Would you please restate all of the data exactly?

Collected data
Segment Open

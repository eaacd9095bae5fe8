//! Tracing and logging setup
//!
//! Configures the `tracing` subscriber with environment-based filtering.

use crate::config::Environment;
use tracing::Level;
use tracing_subscriber::{
    fmt::{self, format::FmtSpan},
    layer::SubscriberExt,
    util::SubscriberInitExt,
    EnvFilter, Layer, Registry,
};

/// Tracing configuration options
#[derive(Debug, Clone)]
pub struct TracingConfig {
    /// Log level filter (e.g., "info", "debug", "trace")
    pub level: Level,
    /// Enable JSON output format
    pub json: bool,
    /// Include span events (new, close)
    pub span_events: bool,
    /// Include file and line numbers
    pub file_line: bool,
    /// Include thread names
    pub thread_names: bool,
    /// Include thread IDs
    pub thread_ids: bool,
}

impl Default for TracingConfig {
    fn default() -> Self {
        Self {
            level: Level::INFO,
            json: false,
            span_events: false,
            file_line: true,
            thread_names: false,
            thread_ids: false,
        }
    }
}

impl TracingConfig {
    /// Create a development configuration with debug logging
    #[must_use]
    pub fn development() -> Self {
        Self {
            level: Level::DEBUG,
            json: false,
            span_events: true,
            file_line: true,
            thread_names: true,
            thread_ids: false,
        }
    }

    /// Create a production configuration with JSON logging
    #[must_use]
    pub fn production() -> Self {
        Self {
            level: Level::INFO,
            json: true,
            span_events: false,
            file_line: false,
            thread_names: false,
            thread_ids: false,
        }
    }

    /// Pick the configuration matching a deployment environment
    #[must_use]
    pub fn for_environment(env: Environment) -> Self {
        match env {
            Environment::Development => Self::development(),
            Environment::Staging => Self::default(),
            Environment::Production => Self::production(),
        }
    }

    fn span_events(&self) -> FmtSpan {
        if self.span_events {
            FmtSpan::NEW | FmtSpan::CLOSE
        } else {
            FmtSpan::NONE
        }
    }

    fn fmt_layer(&self) -> Box<dyn Layer<Registry> + Send + Sync> {
        let layer = fmt::layer()
            .with_file(self.file_line)
            .with_line_number(self.file_line)
            .with_thread_names(self.thread_names)
            .with_thread_ids(self.thread_ids)
            .with_span_events(self.span_events());

        if self.json {
            layer.json().boxed()
        } else {
            layer.boxed()
        }
    }
}

/// Initialize the tracing subscriber with default configuration
///
/// Uses `RUST_LOG` environment variable for filtering if set,
/// otherwise defaults to "info" level.
///
/// # Panics
/// Panics if the subscriber cannot be initialized (usually means it's already set).
pub fn init_tracing() {
    init_tracing_with_config(TracingConfig::default());
}

/// Initialize the tracing subscriber with custom configuration
///
/// # Panics
/// Panics if the subscriber cannot be initialized (usually means it's already set).
pub fn init_tracing_with_config(config: TracingConfig) {
    let env_filter = env_filter(&config);

    tracing_subscriber::registry()
        .with(config.fmt_layer())
        .with(env_filter)
        .init();
}

/// Try to initialize tracing, returning Ok if successful or already initialized
///
/// Unlike `init_tracing`, this function will not panic if called multiple times.
pub fn try_init_tracing() -> Result<(), TracingError> {
    try_init_tracing_with_config(TracingConfig::default())
}

/// Try to initialize tracing with custom configuration
///
/// Unlike `init_tracing_with_config`, this function will not panic if called multiple times.
pub fn try_init_tracing_with_config(config: TracingConfig) -> Result<(), TracingError> {
    let env_filter = env_filter(&config);

    tracing_subscriber::registry()
        .with(config.fmt_layer())
        .with(env_filter)
        .try_init()
        .map_err(|_| TracingError::AlreadyInitialized)
}

fn env_filter(config: &TracingConfig) -> EnvFilter {
    EnvFilter::try_from_default_env().unwrap_or_else(|_| EnvFilter::new(config.level.to_string()))
}

/// Tracing initialization errors
#[derive(Debug, thiserror::Error)]
pub enum TracingError {
    #[error("Tracing subscriber already initialized")]
    AlreadyInitialized,
}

Segment Closed

• [RESULT FOR THIS TASK]:
repository eaacd9095bae5fe8
//! Tracing and logging setup
//!
//! Configures the `tracing` subscriber with environment-based filtering.

use crate::config::Environment;
use tracing::Level;
use tracing_subscriber::{
    fmt::{self, format::FmtSpan},
    layer::SubscriberExt,
    util::SubscriberInitExt,
    EnvFilter, Layer, Registry,
};

/// Tracing configuration options
#[derive(Debug, Clone)]
pub struct TracingConfig {
    /// Log level filter (e.g., "info", "debug", "trace")
    pub level: Level,
    /// Enable JSON output format
    pub json: bool,
    /// Include span events (new, close)
    pub span_events: bool,
    /// Include file and line numbers
    pub file_line: bool,
    /// Include thread names
    pub thread_names: bool,
    /// Include thread IDs
    pub thread_ids: bool,
}

impl Default for TracingConfig {
    fn default() -> Self {
        Self {
            level: Level::INFO,
            json: false,
            span_events: false,
            file_line: true,
            thread_names: false,
            thread_ids: false,
        }
    }
}

impl TracingConfig {
    /// Create a development configuration with debug logging
    #[must_use]
    pub fn development() -> Self {
        Self {
            level: Level::DEBUG,
            json: false,
            span_events: true,
            file_line: true,
            thread_names: true,
            thread_ids: false,
        }
    }

    /// Create a production configuration with JSON logging
    #[must_use]
    pub fn production() -> Self {
        Self {
            level: Level::INFO,
            json: true,
            span_events: false,
            file_line: false,
            thread_names: false,
            thread_ids: false,
        }
    }

    /// Pick the configuration matching a deployment environment
    #[must_use]
    pub fn for_environment(env: Environment) -> Self {
        match env {
            Environment::Development => Self::development(),
            Environment::Staging => Self::default(),
            Environment::Production => Self::production(),
        }
    }

    fn span_events(&self) -> FmtSpan {
        if self.span_events {
            FmtSpan::NEW | FmtSpan::CLOSE
        } else {
            FmtSpan::NONE
        }
    }

    fn fmt_layer(&self) -> Box<dyn Layer<Registry> + Send + Sync> {
        let layer = fmt::layer()
            .with_file(self.file_line)
            .with_line_number(self.file_line)
            .with_thread_names(self.thread_names)
            .with_thread_ids(self.thread_ids)
            .with_span_events(self.span_events());

        if self.json {
            layer.json().boxed()
        } else {
            layer.boxed()
        }
    }
}

/// Initialize the tracing subscriber with default configuration
///
/// Uses `RUST_LOG` environment variable for filtering if set,
/// otherwise defaults to "info" level.
///
/// # Panics
/// Panics if the subscriber cannot be initialized (usually means it's already set).
pub fn init_tracing() {
    init_tracing_with_config(TracingConfig::default());
}

/// Initialize the tracing subscriber with custom configuration
///
/// # Panics
/// Panics if the subscriber cannot be initialized (usually means it's already set).
pub fn init_tracing_with_config(config: TracingConfig) {
    let env_filter = env_filter(&config);

    tracing_subscriber::registry()
        .with(config.fmt_layer())
        .with(env_filter)
        .init();
}

/// Try to initialize tracing, returning Ok if successful or already initialized
///
/// Unlike `init_tracing`, this function will not panic if called multiple times.
pub fn try_init_tracing() -> Result<(), TracingError> {
    try_init_tracing_with_config(TracingConfig::default())
}

/// Try to initialize tracing with custom configuration
///
/// Unlike `init_tracing_with_config`, this function will not panic if called multiple times.
pub fn try_init_tracing_with_config(config: TracingConfig) -> Result<(), TracingError> {
    let env_filter = env_filter(&config);

    tracing_subscriber::registry()
        .with(config.fmt_layer())
        .with(env_filter)
        .try_init()
        .map_err(|_| TracingError::AlreadyInitialized)
}

fn env_filter(config: &TracingConfig) -> EnvFilter {
    EnvFilter::try_from_default_env().unwrap_or_else(|_| EnvFilter::new(config.level.to_string()))
}

/// Tracing initialization errors
#[derive(Debug, thiserror::Error)]
pub enum TracingError {
    #[error("Tracing subscriber already initialized")]
    AlreadyInitialized,
}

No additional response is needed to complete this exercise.